The more centralised grid currently in operation is also more carbon intensive and less resilient in the face of power outages at large plants, of the sort that caused nationwide blackouts in summer 2019. With electricity being shunted longer distances around the country, lots of it effectively ‘leaks’ out of the power lines along the way, wasting energy and driving up bills as it goes. One of the more forward-thinking DNOs, Electricity North West, has already put its name to the LEB, but in general these companies make large profits from the grid as it stands, and have little incentive to pursue change.

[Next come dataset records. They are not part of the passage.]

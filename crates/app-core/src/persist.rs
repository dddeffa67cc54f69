//! Persisted-state codec.
//!
//! The web frontend stores four JSON blobs in a string-keyed store. Each blob
//! carries a `timestamp` in milliseconds since the epoch; a blob older than
//! 24 hours is rejected wholesale so the caller can remove the key. The
//! codec takes `now_ms` as a parameter and therefore runs (and tests) on the
//! host.

use crate::constants::STATE_MAX_AGE_MS;
use fnv::FnvHashMap;
use serde::de::DeserializeOwned;
use serde::{Deserialize, Serialize};
use thiserror::Error;

#[derive(Debug, Error)]
pub enum StateError {
    #[error("malformed persisted state: {0}")]
    Malformed(#[from] serde_json::Error),
    #[error("persisted state expired ({age_ms} ms old)")]
    Expired { age_ms: f64 },
}

/// Blobs that carry a save timestamp and are subject to expiry.
pub trait Stamped {
    fn timestamp(&self) -> f64;
}

/// Per-section layout entry inside the interface blob, in registry order.
#[derive(Clone, Debug, PartialEq, Serialize, Deserialize)]
pub struct SectionEntry {
    pub name: String,
    pub x: f32,
    pub y: f32,
    pub scale: f32,
}

/// Global layout, nav box position, and the ordered active section list.
#[derive(Clone, Debug, PartialEq, Serialize, Deserialize)]
pub struct InterfaceState {
    pub scale: f32,
    pub header_height: f32,
    pub sidebar_width: f32,
    pub nav_x: f32,
    pub nav_y: f32,
    pub sections: Vec<SectionEntry>,
    pub timestamp: f64,
}

impl Stamped for InterfaceState {
    fn timestamp(&self) -> f64 {
        self.timestamp
    }
}

/// Per-section flags and position, keyed by section name.
#[derive(Clone, Copy, Debug, Default, PartialEq, Serialize, Deserialize)]
pub struct SectionFlags {
    pub minimized: bool,
    pub fullscreen: bool,
    pub x: f32,
    pub y: f32,
}

#[derive(Clone, Debug, Default, PartialEq, Serialize, Deserialize)]
pub struct SectionState {
    pub entries: FnvHashMap<String, SectionFlags>,
    pub timestamp: f64,
}

impl Stamped for SectionState {
    fn timestamp(&self) -> f64 {
        self.timestamp
    }
}

/// Nav box screen position.
#[derive(Clone, Copy, Debug, Default, PartialEq, Serialize, Deserialize)]
pub struct NavState {
    pub x: f32,
    pub y: f32,
    pub timestamp: f64,
}

impl Stamped for NavState {
    fn timestamp(&self) -> f64 {
        self.timestamp
    }
}

pub fn encode<T: Serialize>(value: &T) -> Result<String, StateError> {
    Ok(serde_json::to_string(value)?)
}

/// Decodes a blob and enforces expiry against `now_ms`. Expired blobs are an
/// error (not a value) so the caller knows to remove the key.
pub fn decode<T: DeserializeOwned + Stamped>(json: &str, now_ms: f64) -> Result<T, StateError> {
    let value: T = serde_json::from_str(json)?;
    let age_ms = now_ms - value.timestamp();
    if age_ms > STATE_MAX_AGE_MS {
        return Err(StateError::Expired { age_ms });
    }
    Ok(value)
}
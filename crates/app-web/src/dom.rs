use app_core::geometry::Rect;
use glam::Vec2;
use wasm_bindgen::closure::Closure;
use wasm_bindgen::JsCast;
use web_sys as web;

#[inline]
pub fn window_document() -> Option<web::Document> {
    web::window().and_then(|w| w.document())
}

#[inline]
pub fn html_element_by_id(document: &web::Document, id: &str) -> Option<web::HtmlElement> {
    document
        .get_element_by_id(id)
        .and_then(|el| el.dyn_into::<web::HtmlElement>().ok())
}

pub fn viewport_size() -> Vec2 {
    let Some(w) = web::window() else {
        return Vec2::ZERO;
    };
    let width = w.inner_width().ok().and_then(|v| v.as_f64()).unwrap_or(0.0);
    let height = w.inner_height().ok().and_then(|v| v.as_f64()).unwrap_or(0.0);
    Vec2::new(width as f32, height as f32)
}

#[inline]
pub fn element_rect(el: &web::Element) -> Rect {
    let r = el.get_bounding_client_rect();
    Rect::new(
        r.left() as f32,
        r.top() as f32,
        r.right() as f32,
        r.bottom() as f32,
    )
}

/// Writes an element's translation offset as left/top styles.
pub fn set_translation(el: &web::HtmlElement, pos: Vec2) {
    let style = el.style();
    let _ = style.set_property("left", &format!("{}px", pos.x));
    let _ = style.set_property("top", &format!("{}px", pos.y));
}

pub fn scroll_into_view_smooth(el: &web::Element) {
    let opts = web::ScrollIntoViewOptions::new();
    opts.set_behavior(web::ScrollBehavior::Smooth);
    el.scroll_into_view_with_scroll_into_view_options(&opts);
}

/// One-shot opacity fade used when sections and nav dots enter.
pub fn fade_in(el: &web::HtmlElement) {
    let el = el.clone();
    let cb = Closure::once_into_js(move || {
        let style = el.style();
        let _ = style.set_property("transition", "opacity 0.3s ease");
        let _ = style.set_property("opacity", "1");
    });
    if let Some(w) = web::window() {
        let _ = w.request_animation_frame(cb.unchecked_ref());
    }
}

/// Runs `f` once after `ms` milliseconds.
pub fn set_timeout(ms: i32, f: impl FnOnce() + 'static) {
    let cb = Closure::once_into_js(f);
    if let Some(w) = web::window() {
        let _ = w.set_timeout_with_callback_and_timeout_and_arguments_0(cb.unchecked_ref(), ms);
    }
}
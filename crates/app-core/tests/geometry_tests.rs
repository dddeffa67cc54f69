use app_core::constants::PROXIMITY_RADIUS_PX;
use app_core::geometry::{center_distance, proximity_effect, visual_for_effect, Rect};

#[test]
fn proximity_effect_is_one_at_zero_distance() {
    assert_eq!(proximity_effect(0.0, PROXIMITY_RADIUS_PX), 1.0);
}

#[test]
fn proximity_effect_is_zero_at_and_beyond_radius() {
    assert_eq!(proximity_effect(300.0, 300.0), 0.0);
    assert_eq!(proximity_effect(450.0, 300.0), 0.0);
    assert_eq!(proximity_effect(10_000.0, 300.0), 0.0);
}

#[test]
fn proximity_effect_is_half_at_half_radius() {
    let effect = proximity_effect(150.0, 300.0);
    assert!((effect - 0.5).abs() < 1e-6);
}

#[test]
fn proximity_effect_is_monotonically_non_increasing() {
    let mut prev = f32::MAX;
    for step in 0..=40 {
        let d = step as f32 * 10.0;
        let effect = proximity_effect(d, 300.0);
        assert!(effect <= prev, "effect rose between d={} and d={}", d - 10.0, d);
        prev = effect;
    }
}

#[test]
fn proximity_effect_handles_degenerate_radius() {
    assert_eq!(proximity_effect(50.0, 0.0), 0.0);
}

#[test]
fn center_distance_between_offset_boxes() {
    // centers at (50, 50) and (50, 250)
    let a = Rect::new(0.0, 0.0, 100.0, 100.0);
    let b = Rect::new(0.0, 200.0, 100.0, 300.0);
    assert!((center_distance(&a, &b) - 200.0).abs() < 1e-4);
}

#[test]
fn rect_dimensions_and_center() {
    let r = Rect::new(10.0, 20.0, 110.0, 70.0);
    assert_eq!(r.width(), 100.0);
    assert_eq!(r.height(), 50.0);
    assert_eq!(r.center().x, 60.0);
    assert_eq!(r.center().y, 45.0);
}

#[test]
fn full_effect_visual_outputs() {
    let v = visual_for_effect(1.0).expect("full effect has visuals");
    assert!((v.scale - 1.05).abs() < 1e-6);
    assert!((v.blur_px - 5.0).abs() < 1e-6);
    assert_eq!(v.z_index, 1000);
}

#[test]
fn half_effect_visual_outputs() {
    let v = visual_for_effect(0.5).expect("nonzero effect has visuals");
    assert!((v.scale - 1.025).abs() < 1e-6);
    assert!((v.blur_px - 2.5).abs() < 1e-6);
    assert_eq!(v.z_index, 500);
}

#[test]
fn zero_effect_clears_overrides_instead_of_neutral_values() {
    assert!(visual_for_effect(0.0).is_none());
    assert!(visual_for_effect(-0.25).is_none());
}
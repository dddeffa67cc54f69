use crate::constants::{
    CONTENT_SCALE_MAX, CONTENT_SCALE_MIN, HEADER_HEIGHT_MAX, HEADER_HEIGHT_MIN,
    RESIZE_SCALE_DIVISOR, SIDEBAR_WIDTH_MAX, SIDEBAR_WIDTH_MIN,
};
use glam::Vec2;

/// Global layout driven by the corner-resize control. The three values are
/// always produced and applied together so a consumer never observes one
/// updated without the others.
#[derive(Clone, Copy, Debug, PartialEq)]
pub struct Layout {
    pub sidebar_width: f32,
    pub header_height: f32,
    pub scale: f32,
}

impl Default for Layout {
    fn default() -> Self {
        Self {
            sidebar_width: 250.0,
            header_height: 60.0,
            scale: 1.0,
        }
    }
}

impl Layout {
    /// Maps a corner-drag pointer position to the clamped layout values.
    pub fn from_corner_drag(pointer: Vec2, viewport: Vec2) -> Self {
        let scale = if viewport.x > 0.0 && viewport.y > 0.0 {
            (pointer.x / viewport.x + pointer.y / viewport.y) / RESIZE_SCALE_DIVISOR
        } else {
            1.0
        };
        Self {
            sidebar_width: pointer.x.clamp(SIDEBAR_WIDTH_MIN, SIDEBAR_WIDTH_MAX),
            header_height: pointer.y.clamp(HEADER_HEIGHT_MIN, HEADER_HEIGHT_MAX),
            scale: scale.clamp(CONTENT_SCALE_MIN, CONTENT_SCALE_MAX),
        }
    }

    /// Re-applies the bounds, used when restoring persisted values that may
    /// predate a bounds change.
    pub fn clamped(self) -> Self {
        Self {
            sidebar_width: self.sidebar_width.clamp(SIDEBAR_WIDTH_MIN, SIDEBAR_WIDTH_MAX),
            header_height: self.header_height.clamp(HEADER_HEIGHT_MIN, HEADER_HEIGHT_MAX),
            scale: self.scale.clamp(CONTENT_SCALE_MIN, CONTENT_SCALE_MAX),
        }
    }
}
fn move_dot_drag(ctx: &AppContext, name: &str, pointer: Vec2) {
    {
        let mut guard = ctx.state.borrow_mut();
        let app = &mut *guard;
        let Some(drag) = app.drag.as_mut() else {
            return;
        };
        if !matches!(&drag.target, DragTarget::NavDot(n) if n == name) {
            return;
        }
        if drag.ctrl.update(pointer).is_none() {
            return;
        }
    }
    // Target slot: how many other dots sit left of the pointer.
    let other_centers: Vec<f32> = {
        let app = ctx.state.borrow();
        app.registry
            .names()
            .filter(|n| *n != name)
            .filter_map(|n| dom::html_element_by_id(&ctx.document, &nav::dot_id(n)))
            .map(|dot| dom::element_rect(&dot).center().x)
            .collect()
    };
    let target_index = other_centers.iter().filter(|cx| pointer.x > **cx).count();
    let current = ctx.state.borrow().registry.index_of(name);
    if current != Some(target_index) {
        ctx.state.borrow_mut().registry.reorder(name, target_index);
        // dots and main content both re-render to match registry order
        nav::sync_order(ctx);
        sections::sync_order(ctx);
        nav::verify_order(ctx);
    }
}

// ---------------- Corner resize ----------------

pub fn wire_corner_resize(ctx: &AppContext, el: &web::HtmlElement) {
    let surface = DragSurface {
        begin: {
            let ctx = ctx.clone();
            Box::new(move |pointer, _ev| {
                let mut app = ctx.state.borrow_mut();
                if app.resize.active {
                    return false;
                }
                app.resize.active = true;
                app.resize.pointer = pointer;
                drop(app);
                ctx.frame.request();
                log::info!("[resize] begin");
                true
            })
        },
        update: {
            let ctx = ctx.clone();
            Box::new(move |pointer| {
                let mut app = ctx.state.borrow_mut();
                if !app.resize.active {
                    return;
                }
                // cached here, consumed at most once per animation frame
                app.resize.pointer = pointer;
                drop(app);
                ctx.frame.request();
            })
        },
        finish: {
            let ctx = ctx.clone();
            Box::new(move || {
                let mut app = ctx.state.borrow_mut();
                if !app.resize.active {
                    return;
                }
                app.resize.active = false;
                let layout = Layout::from_corner_drag(app.resize.pointer, dom::viewport_size());
                app.layout = layout;
                drop(app);
                smooth_layout_pass(&ctx);
                storage::save_interface_state(&ctx);
                log::info!(
                    "[resize] end: sidebar {:.0}px header {:.0}px scale {:.2}",
                    layout.sidebar_width,
                    layout.header_height,
                    layout.scale
                );
            })
        },
    };
    wire_drag_surface(el, surface);
}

Other opponents could be waiting up ahead. Done at scale, the LEB has the potential to see a rollout of power generation that could create thousands of small power plants across the UK. This model could generate valuable funding where it is needed most, but collectively supplying significant volumes of electricity to the UK grid. At-scale this could eat into the profits of the so-called “Big Six” energy companies, which are used to enjoying the profits of a near-captive power market, at the expense of local communities who could be prospering through renewables deployment. 

Like any seriously and genuinely necessary piece of legislation, the LEB is disruptive in the true sense of the word, with communities across the country standing to benefit at the expense of big business. With that sort of profile, it is inevitable that at some point the Local Electricity Bill will attract powerful opponents. When they come, it will need friends.